I can't outsource sport anymore so we're going for family bike rides and playing Frisbee. Just Dance is a great laugh on rainy days. We're also loving P.E with Joe, although it's already caused knee and back injuries in us parents -proceed with caution.
A daily walk on my own is a simple sanity saviour that fills my cup so I have more to give, because there is no break from parenting right now. This is it, so we may as well make the most of it. I need to be calm too, because my children are looking to me to know that it will all be okay. Zoom chats with family and friends help enormously as well.

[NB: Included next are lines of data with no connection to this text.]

//! Hedgelord - cross-venue spread arbitrage simulator.
//!
//! Two simulated venues quote the same assets. Every cycle the engine pulls a
//! quote pair per asset, evaluates the spread in both directions, opens at
//! most one hedge (short the expensive leg, long the cheap leg) and closes
//! hedges whose spread converged, widened past the stop loss, or were held
//! too long. Balances live in a simulated ledger; failures feed a per-venue
//! circuit breaker.
//!
//! # Modules
//!
//! - [`domain`] - Pure types and rules: quotes, spreads, selection, hedge
//!   positions, the ledger and error classification
//! - [`port`] - Seams to the outside: quote sources, clocks, event sinks
//! - [`adapter`] - Simulated venues and channel-backed event sinks
//! - [`app`] - Configuration, health monitor, position manager and the
//!   cycle engine
//! - [`cli`] - The `hedgelord` command line
//! - [`error`] - Crate-level error types
//!
//! # Example
//!
//! ```no_run
//! use std::sync::Arc;
//!
//! use hedgelord::adapter::SimulatedVenue;
//! use hedgelord::app::{Config, Engine};
//! use hedgelord::domain::VenueSide;
//! use hedgelord::port::{Clock, NotifierRegistry, SystemClock};
//!
//! # async fn demo() {
//! let config = Config::default();
//! let clock: Arc<dyn Clock> = Arc::new(SystemClock);
//! let a = SimulatedVenue::new(VenueSide::A, &config.venues.a, Arc::clone(&clock), Some(1));
//! let b = SimulatedVenue::new(VenueSide::B, &config.venues.b, Arc::clone(&clock), Some(2));
//! let mut engine = Engine::new(&config, Arc::new(a), Arc::new(b), clock, NotifierRegistry::new());
//! let report = engine.run_cycle().await;
//! println!("evaluated {} assets", report.evaluated);
//! # }
//! ```

pub mod adapter;
pub mod app;
pub mod cli;
pub mod domain;
pub mod error;
pub mod port;

#[cfg(any(test, feature = "testkit"))]
pub mod testkit;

Dinner times are special. We talk about what went well, what didn't go well and what we are grateful for. Last week I was grateful for the Kmart delivery that had arrived, bringing us all new tracksuit pants. Food is a continual reason to be grateful, particularly the woodfired pizza joint that brings us our weekly takeaway treat. Most of all, I'm grateful we're safe, well and employed (for now) and eternally thankful to the health workers, teachers, grocery shop staff and all the other essential services helping us stay that way.
This morning I saw an idea to start a 'bucket list' jar. Every time someone in the family wishes they could do something we can't do due to COVID-19, they write it down on a piece of paper and put it in the jar, so when this ends we have whole stack of things we will feel a new sense of gratitude for. Little ideas like this keep us busy and provide hope.
We don't know when things will go back to 'normal'. The situation is so unprecedented that the National Museum has asked people to keep diaries and mementos of the COVID-19 lockdown to inform future generations (my children have so far declined the suggestion of journaling).
I'm sure that before the lockdown lifts there will be more tantrums, more sibling fights and more exasperation on my part. School holidays will no doubt bring their own set of challenges. But I also hope that I can take some of the lessons from the age of coronavirus into the future, whatever that looks like.
What are the things that matter? What do I need to do to keep sane? And what things can I let go of, that aren't important at all?
I return to these questions again and again. The answers aren't simple, but the process is crucial for me to remain calm and content today, tomorrow and in the world to come.